• _Exercise requirements_
In the records that come next, find every line with "StmtId". Return those lines.
────
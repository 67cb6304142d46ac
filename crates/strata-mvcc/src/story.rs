//! Stories: per-tuple version records and their per-index chains.
//!
//! A story is a part of the history of a value in a space: from the point
//! its tuple was added to the point it was deleted. Stories of the same
//! key of each index are linked into a chain, newest first, and the chain
//! head is the story whose tuple the index physically stores — the
//! top-of-chain invariant everything else leans on.

use smallvec::SmallVec;
use strata_types::{Psn, SpaceId, Tuple};

use crate::arena::{GapId, StmtId, StoryId, TrackerId};
use crate::gc::GC_STEPS_PER_STORY;
use crate::manager::TxManager;
use crate::stats::story_size;

/// Why a story cannot be collected yet. Maintained for statistics; the
/// collector recomputes it on every visit.
#[derive(Debug, Clone, Copy, PartialEq, Eq)]
pub enum StoryStatus {
    /// Referenced by a statement, a reader, or pinned by chain shape.
    Used = 0,
    /// May still be needed by an active read view.
    ReadView = 1,
    /// Holds gap trackers.
    TrackGap = 2,
}

pub const STORY_STATUS_COUNT: usize = 3;

/// Per-index link of a story.
pub struct StoryLink {
    /// Story that happened after this one ended.
    pub newer: Option<StoryId>,
    /// Story that happened before this one started.
    pub older: Option<StoryId>,
    /// Gap items whose location is this story in this index. Only the
    /// chain head may hold any.
    pub read_gaps: Vec<GapId>,
    /// Whether this story's tuple is what the index physically stores.
    /// True only for the chain head.
    pub in_index: bool,
}

/// A version record for a tuple in a specific space.
pub struct Story {
    /// The referenced tuple.
    pub tuple: Tuple,
    pub space: SpaceId,
    /// Statement introducing this version; cleared on commit.
    pub add_stmt: Option<StmtId>,
    /// PSN of the introducing transaction, assigned at preparation.
    pub add_psn: Psn,
    /// Head of the list of statements intending to delete this version.
    pub del_stmt: Option<StmtId>,
    /// PSN of the deleting transaction, assigned at preparation.
    pub del_psn: Psn,
    /// Read trackers pinning this story, most recently used at the back.
    pub readers: Vec<TrackerId>,
    /// Number of indexes of the space at creation time.
    pub index_count: u32,
    pub status: StoryStatus,
    /// The tuple is no longer in the primary index and this story holds
    /// the only strong reference.
    pub tuple_is_retained: bool,
    /// A functional key is cached for this tuple.
    pub has_func_key: bool,
    /// One link per index.
    pub links: SmallVec<[StoryLink; 4]>,
    /// Links in the global story list the collector crawls.
    pub(crate) all_prev: Option<StoryId>,
    pub(crate) all_next: Option<StoryId>,
}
────
• _Solution for this exercise_
use crate::arena::{GapId, StmtId, StoryId, TrackerId};
    pub add_stmt: Option<StmtId>,
    pub del_stmt: Option<StmtId>,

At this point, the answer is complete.